Le secteur manufacturier déplore une fuite de connaissances avec les départs à la retraite
L'industrie manufacturière fait face à un déficit croissant de connaissances à mesure qu'une part importante de sa main-d'œuvre prend sa retraite ou quitte l'entreprise. Des recherches indiquent que peu d'entreprises parviennent à capter efficacement l'expertise des employés partants.

Le secteur manufacturier est confronté à une crise de connaissances majeure, une part importante de sa main-d'œuvre approchant l'âge de la retraite ou quittant ses fonctions. Selon une nouvelle étude d'APQC en partenariat avec eGain Corporation, les entreprises estiment qu'une moyenne de 51 % de leur personnel quittera l'entreprise dans les cinq prochaines années, entraînant une perte substantielle de savoir institutionnel.
Malgré une reconnaissance généralisée du problème, 85 % des dirigeants et 81 % des responsables d'unités commerciales identifiant la perte de connaissances comme une préoccupation, les actions restent limitées.
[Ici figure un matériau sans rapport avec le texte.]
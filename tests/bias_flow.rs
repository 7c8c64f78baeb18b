//! End-to-end bias-controller behaviour against the simulated crate.
//!
//! The central safety pins: nothing is ever written before validation and
//! confirmation pass, and when a bias is applied the writes happen in
//! exactly the fixed order ramp-up, ramp-down, idle current, enable,
//! voltage.

mod common;

use std::time::Duration;

use common::open_mock;
use hvps_ctrl::bias::{AutoConfirm, BiasController};
use hvps_ctrl::error::{BiasRejection, HvpsError};

const YES: AutoConfirm = AutoConfirm(true);
const NO: AutoConfirm = AutoConfirm(false);

#[test]
fn bias_over_channel_limit_is_rejected_without_writes() {
    let (mock, session, device) = open_mock();
    let controller = BiasController::new(&session, &device, 0).with_settle(Duration::ZERO);

    let err = controller.bias(0, Some(2600.0), &YES).unwrap_err();
    assert!(matches!(
        err,
        HvpsError::Rejected(BiasRejection::VoltageExceedsChannelLimit { .. })
    ));
    assert!(mock.writes_for(0, 0).is_empty());
}

#[test]
fn bias_over_crate_limit_is_rejected_without_writes() {
    let (mock, session, mut device) = open_mock();
    // Channel ceiling above the crate ceiling, so the crate check trips.
    device.channels[0].max_bias_voltage = 3500.0;
    let controller = BiasController::new(&session, &device, 0).with_settle(Duration::ZERO);

    let err = controller.bias(0, Some(3200.0), &YES).unwrap_err();
    assert!(matches!(
        err,
        HvpsError::Rejected(BiasRejection::VoltageExceedsCrateLimit { .. })
    ));
    assert!(mock.writes_for(0, 0).is_empty());
}

#[test]
fn bias_at_current_setpoint_is_a_terminal_noop() {
    let (mock, session, device) = open_mock();
    mock.set_param(0, 0, "VSet", 1500.0);
    let controller = BiasController::new(&session, &device, 0).with_settle(Duration::ZERO);

    let err = controller.bias(0, Some(1500.0), &YES).unwrap_err();
    assert!(matches!(
        err,
        HvpsError::Rejected(BiasRejection::AlreadyAtTarget {
            channel: 0,
            voltage,
        }) if voltage == 1500.0
    ));
    assert!(mock.writes_for(0, 0).is_empty());

    // Repeating the identical request stays a no-op.
    let err = controller.bias(0, Some(1500.0), &YES).unwrap_err();
    assert!(matches!(
        err,
        HvpsError::Rejected(BiasRejection::AlreadyAtTarget { .. })
    ));
    assert!(mock.writes_for(0, 0).is_empty());
}

#[test]
fn successful_bias_writes_in_fixed_order() {
    let (mock, session, device) = open_mock();
    let controller = BiasController::new(&session, &device, 0).with_settle(Duration::ZERO);

    let report = controller.bias(0, Some(1500.0), &YES).unwrap();
    assert_eq!(report.previous, 0.0);
    assert_eq!(report.target, 1500.0);
    assert_eq!(report.ramp_rate, 5.0);

    let writes = mock.writes_for(0, 0);
    assert_eq!(
        writes,
        vec![
            ("RUp".to_string(), 5.0),
            ("RDwn".to_string(), 5.0),
            ("ISet".to_string(), 0.0),
            ("Pw".to_string(), 1.0),
            ("VSet".to_string(), 1500.0),
        ]
    );
}

#[test]
fn ramp_rate_is_capped_by_the_crate_ceiling() {
    let (mock, session, device) = open_mock();
    let controller = BiasController::new(&session, &device, 0).with_settle(Duration::ZERO);

    // Channel 1 is configured at 50 V/s against a crate ceiling of 10 V/s.
    let report = controller.bias(1, Some(1000.0), &YES).unwrap();
    assert_eq!(report.ramp_rate, 10.0);

    let writes = mock.writes_for(0, 1);
    assert_eq!(writes[0], ("RUp".to_string(), 10.0));
    assert_eq!(writes[1], ("RDwn".to_string(), 10.0));
    // Channel 1 carries its own idle current.
    assert_eq!(writes[2], ("ISet".to_string(), 2.0));
}

#[test]
fn bias_without_voltage_targets_the_configured_maximum() {
    let (mock, session, device) = open_mock();
    let controller = BiasController::new(&session, &device, 0).with_settle(Duration::ZERO);

    let report = controller.bias(0, None, &YES).unwrap();
    assert_eq!(report.target, 2500.0);
    assert_eq!(
        mock.writes_for(0, 0).last().unwrap(),
        &("VSet".to_string(), 2500.0)
    );
}

#[test]
fn declined_confirmation_aborts_before_any_write() {
    let (mock, session, device) = open_mock();
    let controller = BiasController::new(&session, &device, 0).with_settle(Duration::ZERO);

    let err = controller.bias(0, Some(1500.0), &NO).unwrap_err();
    assert!(matches!(
        err,
        HvpsError::Rejected(BiasRejection::UserDeclined)
    ));
    assert!(mock.writes_for(0, 0).is_empty());
}

#[test]
fn unconfigured_channel_cannot_be_biased() {
    let (mock, session, device) = open_mock();
    let controller = BiasController::new(&session, &device, 0).with_settle(Duration::ZERO);

    // Channel 2 exists in the config but is disabled; channel 3 is absent.
    for channel in [2u16, 3u16] {
        let err = controller.bias(channel, Some(100.0), &YES).unwrap_err();
        assert!(matches!(
            err,
            HvpsError::Rejected(BiasRejection::MissingChannelConfig { .. })
        ));
        assert!(mock.writes_for(0, channel).is_empty());
    }
}

#[test]
fn vendor_failure_mid_sequence_aborts_remaining_steps() {
    let (mock, session, device) = open_mock();
    let controller = BiasController::new(&session, &device, 0).with_settle(Duration::ZERO);

    mock.fail_next("CAENHV_SetChParam", 0x1002);
    let err = controller.bias(0, Some(1500.0), &YES).unwrap_err();
    assert!(matches!(
        err,
        HvpsError::Protocol {
            code: 0x1002,
            operation: "CAENHV_SetChParam",
        }
    ));

    // Only the failed ramp-up attempt reached the vendor; nothing after it.
    let writes = mock.writes_for(0, 0);
    assert_eq!(writes.len(), 1);
    assert_eq!(writes[0].0, "RUp");
}

#[test]
fn unbias_ramps_down_without_disabling_the_channel() {
    let (mock, session, device) = open_mock();
    mock.set_param(0, 0, "VSet", 2000.0);
    let controller = BiasController::new(&session, &device, 0).with_settle(Duration::ZERO);

    let report = controller.unbias(0, &YES).unwrap();
    assert_eq!(report.previous, 2000.0);
    assert_eq!(report.target, 0.0);

    let writes = mock.writes_for(0, 0);
    assert_eq!(
        writes,
        vec![("RDwn".to_string(), 5.0), ("VSet".to_string(), 0.0)]
    );
    assert!(!writes.iter().any(|(name, _)| name == "Pw"));
}

#[test]
fn declined_unbias_changes_nothing() {
    let (mock, session, device) = open_mock();
    mock.set_param(0, 0, "VSet", 2000.0);
    let controller = BiasController::new(&session, &device, 0).with_settle(Duration::ZERO);

    let err = controller.unbias(0, &NO).unwrap_err();
    assert!(matches!(
        err,
        HvpsError::Rejected(BiasRejection::UserDeclined)
    ));
    assert!(mock.writes_for(0, 0).is_empty());
}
Seulement 30 % des organisations capturent systématiquement les connaissances des employés qui partent, tandis que 41 % ne tentent que rarement ou jamais de le faire.
Les conséquences de cette inaction sont considérables. Les informations critiques concernant la maintenance des équipements, les processus de production et les normes de qualité, souvent détenues par du personnel expérimenté ou dispersées dans des systèmes distincts, peuvent être perdues. Cela peut entraîner des ralentissements de production, une qualité incohérente, des risques de conformité accrus et des délais d'intégration prolongés pour les nouveaux employés, impactant l'agilité globale de la main-d'œuvre et la satisfaction client.
Les raisons invoquées pour l'échec de la capture des connaissances incluent le manque de temps (52 %), des ressources insuffisantes (45 %), le manque de priorité (38 %) et une culture peu favorable (35 %). L'étude souligne également un intérêt significatif pour l'intelligence artificielle (IA) dans la capture des connaissances, 79 % des organisations exprimant le souhait d'exploiter cette technologie, ce qui représente une opportunité pour celles qui l'adoptent.